Salisbury’s copy of the Magna Carta is actually a copy of a copy of the document to which King John affixed his seal on June 15, 1215 at Runnymede. That agreement was formally recorded a month later on July 15, 1215. The recorded document itself was then copied and distributed. No one knows exactly how many copies were sent out, but the author of Wikipedia’s Magna Carta entry suggests there were more than 40. Of these, 4 survive (besides the one in Salisbury, two are held by the British Library in London and one is held by the Lincoln Cathedral).

As an idea, however, the Magna Carta definitely had legs. Though King John reneged and ended up in a war with the barons (wars between the feudal barons and the king were not uncommon in England at that time), the principles laid down in the Magna Carta did eventually became the cornerstones of British law and its parliamentary system of governing. For Americans, the most important of the Magna Carta’s  63 clauses  is the right to due process.

Salisbury Cathdral

Note: My observations were made during a trip to Great Britain, Italy and S. France in June and July, 2011. I am posting them after my return to the US.

Neolithic Persistence


Silbury Hill

Silbury Hill is a man-made creation. Located in the flat-as-a-pancake English lowlands (at least that’s how most Midwesterners would characterize the Wiltshire landscape that surrounds it), Silbury Hill is the largest Neolithic mound in Europe, and one of the largest such “structures” in the world.

Even by modern standards, Silbury Hill is big. It stands about 130-feet high (about the height of a 13-story modern office building). In circumference it measures about three-tenths of a mile; in area about 5 acres.

 More amazing to this observer is how it all began – with basket loads of gravel, some wooden stakes and stone boulders. To this, successive layers of chalk rubble (found in the adjacent countryside) and dirt were added over a period of about 250 to 400 years. The volume of the mound is estimated to about 324,000 cubic yards. Assuming that each basketful held about one cubic foot, this works out to be about 8.75 million basket loads. No wonder it took several hundred years to complete the project.
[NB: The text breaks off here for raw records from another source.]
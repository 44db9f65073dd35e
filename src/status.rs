//! Status projection — derives the per-channel report served at `/data`.
//!
//! Pure read-only derivation, callable at any time from the HTTP handler
//! without side effects: each channel reports its last temperature (the
//! −127 °C sentinel when disconnected), its phase label, and — during
//! `Holding` only — the remaining hold time as `M:SS`.

use core::fmt::Write as _;

use serde::Serialize;

use crate::config::CHANNEL_COUNT;
use crate::control::Phase;
use crate::sensors::SensorCache;
use crate::store::ParameterStore;

/// Fits `u32::MAX` minutes plus `:SS`.
type TimeString = heapless::String<16>;

/// One row of the status report, serialized with the wire field names the
/// web page expects.
#[derive(Debug, Clone, PartialEq, Serialize)]
pub struct ChannelStatus {
    /// Last cached reading (°C); −127.0 when the probe is disconnected.
    #[serde(rename = "temp")]
    pub temp_c: f32,
    /// `M:SS` while Holding, `-` otherwise.
    #[serde(rename = "time_rem")]
    pub remaining: TimeString,
    /// `Idle`, `Holding`, or `Cooling`.
    pub status: &'static str,
}

/// Project the live state of every channel at `now_ms`.
pub fn project(
    store: &ParameterStore,
    cache: &SensorCache,
    now_ms: u64,
) -> [ChannelStatus; CHANNEL_COUNT] {
    core::array::from_fn(|ch| {
        let snap = store.snapshot(ch);
        let remaining = match snap.phase {
            Phase::Holding => {
                let elapsed = now_ms.saturating_sub(snap.phase_started_ms);
                // Floored at zero: an expired-but-still-holding channel
                // shows 0:00 until the next control cycle moves it on.
                format_remaining(snap.params.hold_duration_ms.saturating_sub(elapsed))
            }
            Phase::Idle | Phase::Cooling => no_remaining(),
        };
        ChannelStatus {
            temp_c: cache.read(ch).wire_value(),
            remaining,
            status: snap.phase.label(),
        }
    })
}

fn no_remaining() -> TimeString {
    let mut s = TimeString::new();
    let _ = s.push('-');
    s
}

/// Format a millisecond count as `M:SS` (whole-second resolution).
fn format_remaining(ms: u64) -> TimeString {
    let secs = ms / 1000;
    let mut s = TimeString::new();
    let _ = write!(s, "{}:{:02}", secs / 60, secs % 60);
    s
}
Why did they build it? Scholars have no idea. Smaller Neolithic mounds nearby were used as burial sites, but archeologists excavating at Silbury Hill have found nothing underneath all that dirt.

Wednesday, July 13, 2011

Neolithic Astronomy and Engineering: Humbling to a Modern Observer


Castlerigg Stone Circle

To a modern observer, the engineering and astronomical feats of the Neolithic peoples who lived in the British Isles five thousand years ago are humbling. They had no system for writing or for complex mathematical notation; nonetheless, they were able to record their observations of the sun and the moon as they moved across the sky in the course of a year. The Neolithic people lacked the wheel, but they were able to move large and heavy stones long distances and then precisely position them in large circles to mark the sunrise and sunset for important dates in their calendar. 

The enormity of these Neolithic accomplishments began to sink in after I visited the Castlerigg Stone Circle and started to wonder how these ancient peoples had built it, despite their daunting limitations.  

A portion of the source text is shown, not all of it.